Mark Tooley, the neo-conservative president of the Institute for Religion and Democracy (a neo-conservative Washington think-tank with ties to the United Methodist Church), loves to demonize liberals. The recent victories won by conservative United Methodists seem to have given Mr. Tooley the idea that he can unfairly demonize them in the wake of the United Methodist Church’s 2012 General Conference.
His latest article for the American Spectator–the place where all church reformers go when they are serious about reform and not touting a purely political agenda–claims that UMC liberals lament the growth of the church in Africa. Additionally, he claims that they bemoan the increased representation they now enjoy because of legislation passed during the latest denominational legislative meeting.
Mr. Tooley continues his wrap-up/victory speech with the biggest clue that the IRD is nothing more than a sophist, neo-conservative think-tank in the vein of the 2004 Bush/Cheney re-election campaign, by recounting how liberals were disappointed that legislation which would have divested UMC pensions from businesses profiting from contracts with Israel. As if they were reading scripts written by the RNC and the IRD, the African delegation claimed a move like this would embolden Israel’s enemies to attack them. Typical neo-conservativism.
In essence, Tooley’s article was an attempt to couch the increased influence of the African UMC in terms of a kind of civil rights victory. All the while, denouncing Native-American United Methodist’s concerns and particular beliefs as “neo-pagan.”
This article is unbelievably biased and inaccurate. While it does contain a lot of facts, it doesn’t contain a lot of truth.

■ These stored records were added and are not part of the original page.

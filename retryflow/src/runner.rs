//! Async task runner.
//!
//! Executes units of work on tokio workers, off the caller's control path,
//! and reports each one through a [`Deferred`]. Errors and panics raised by
//! the work always end up in the deferred result's failure channel.

use crate::deferred::{Deferred, SettleGuard};
use crate::errors::{describe_panic, OperationError, RetryflowError};
use futures::FutureExt;
use std::future::Future;
use std::panic::{catch_unwind, AssertUnwindSafe};
use tokio::runtime::Handle;
use tokio::task::JoinError;

/// Runs work on a tokio runtime and hands back deferred results.
#[derive(Debug, Clone)]
pub struct AsyncTaskRunner {
    handle: Handle,
}

impl AsyncTaskRunner {
    /// Creates a runner on the given runtime.
    #[must_use]
    pub fn new(handle: Handle) -> Self {
        Self { handle }
    }

    /// Creates a runner on the current runtime.
    ///
    /// # Panics
    ///
    /// Panics if called outside a tokio runtime.
    #[must_use]
    pub fn current() -> Self {
        Self::new(Handle::current())
    }

    /// Creates a runner on the current runtime, if there is one.
    pub fn try_current() -> Result<Self, RetryflowError> {
        Handle::try_current()
            .map(Self::new)
            .map_err(|e| RetryflowError::Internal(e.to_string()))
    }

    /// Returns the runtime handle.
    #[must_use]
    pub fn handle(&self) -> &Handle {
        &self.handle
    }

    /// Runs a blocking closure on the runtime's blocking pool.
    ///
    /// Returns immediately with a pending deferred result that settles with
    /// the closure's return value or error.
    pub fn run<T, E, F>(&self, work: F) -> Deferred<T>
    where
        T: Clone + Send + 'static,
        E: Into<OperationError> + Send + 'static,
        F: FnOnce() -> Result<T, E> + Send + 'static,
    {
        let deferred = Deferred::new();
        let guard = SettleGuard::new(deferred.clone());
        let blocking = self.handle.spawn_blocking(work);

        self.handle.spawn(async move {
            let outcome = match blocking.await {
                Ok(Ok(value)) => Ok(value),
                Ok(Err(error)) => Err(RetryflowError::Operation(error.into())),
                Err(join_error) => Err(from_join_error(join_error)),
            };
            guard.settle(outcome);
        });

        deferred
    }

    /// Spawns a future on an async worker.
    pub fn spawn<T, E, Fut>(&self, future: Fut) -> Deferred<T>
    where
        T: Clone + Send + 'static,
        E: Into<OperationError> + Send + 'static,
        Fut: Future<Output = Result<T, E>> + Send + 'static,
    {
        let deferred = Deferred::new();
        let guard = SettleGuard::new(deferred.clone());

        self.handle.spawn(async move {
            let outcome = match AssertUnwindSafe(future).catch_unwind().await {
                Ok(Ok(value)) => Ok(value),
                Ok(Err(error)) => Err(RetryflowError::Operation(error.into())),
                Err(payload) => Err(RetryflowError::Panicked(describe_panic(payload.as_ref()))),
            };
            guard.settle(outcome);
        });

        deferred
    }

    /// Runs a deferred-producing call on a worker and forwards its result.
    ///
    /// Used to move a whole call, such as a retry cycle, off the caller's
    /// control path.
    pub fn dispatch<T, F>(&self, call: F) -> Deferred<T>
    where
        T: Clone + Send + 'static,
        F: FnOnce() -> Deferred<T> + Send + 'static,
    {
        let deferred = Deferred::new();
        let guard = SettleGuard::new(deferred.clone());

        self.handle.spawn(async move {
            match catch_unwind(AssertUnwindSafe(call)) {
                Ok(inner) => inner.on_settle(move |outcome| guard.settle(outcome)),
                Err(payload) => guard.settle(Err(RetryflowError::Panicked(describe_panic(
                    payload.as_ref(),
                )))),
            }
        });

        deferred
    }
}

fn from_join_error(error: JoinError) -> RetryflowError {
    if error.is_panic() {
        RetryflowError::Panicked(describe_panic(error.into_panic().as_ref()))
    } else {
        RetryflowError::Abandoned
    }
}
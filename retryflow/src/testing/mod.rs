//! Testing utilities for retry scenarios.
//!
//! This module provides:
//! - Scenario operations with explicit invocation counters
//! - Assertions for deferred results

mod assertions;
mod fixtures;

pub use assertions::{
    assert_exhausted_after, assert_failed, assert_fulfilled_with, assert_pending,
};
pub use fixtures::{
    simulated_task, FailurePlan, InvocationCounter, ScenarioClient, SIMULATED_ERROR, SUCCESS,
    TASK_LATENCY,
};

First, to suggest that UMC liberals are upset about the African delegation receiving proportional representation is intentionally misleading. Just as radical groups–such as the Confessing Movement--say things that not all conservative United Methodists believe, so it goes with liberals. There are some liberal parachurch organizations saying things like this, but the overwhelming majority of UMC liberals agree that it is only right and fair that the rapidly growing African church get its seat at the table. The discouragement and negativity comes in when they realize what that means for the ideological bent of the church.
As for divestment issues, Tooley is obviously blinded by his ideology and ideological colleagues. Israel faces challenges with which they need help. However, to continue to look the other way while they commit the same atrocities we claim we don’t want visited upon Israel, is irresponsible and dishonest. Mr. Tooley fails to mention these things.
I am always tempted to dismiss organizations like the IRD, because their dogged reliance upon their strict ideology tends to relegate them to the periphery of the discussion. However, Mr. Tooley and his organization are using facts in such a way as to create their own truth.
That must not be allowed to go unchecked.
Unfortunately, he takes this success to mean that conservatism in the UMC is what is the successful component to thriving churches–and a revival in the church at-large. I think you’d agree–as well as Jesus–that that just isn’t the case. At the same time, I would say the same of liberals. Mr. Tooley and the IRD–as well as others–are guilty of taking their own thoughts and believing them to be the same as God’s.
What a shame–and it doesn’t bode well for future exercises in collective governance for the church.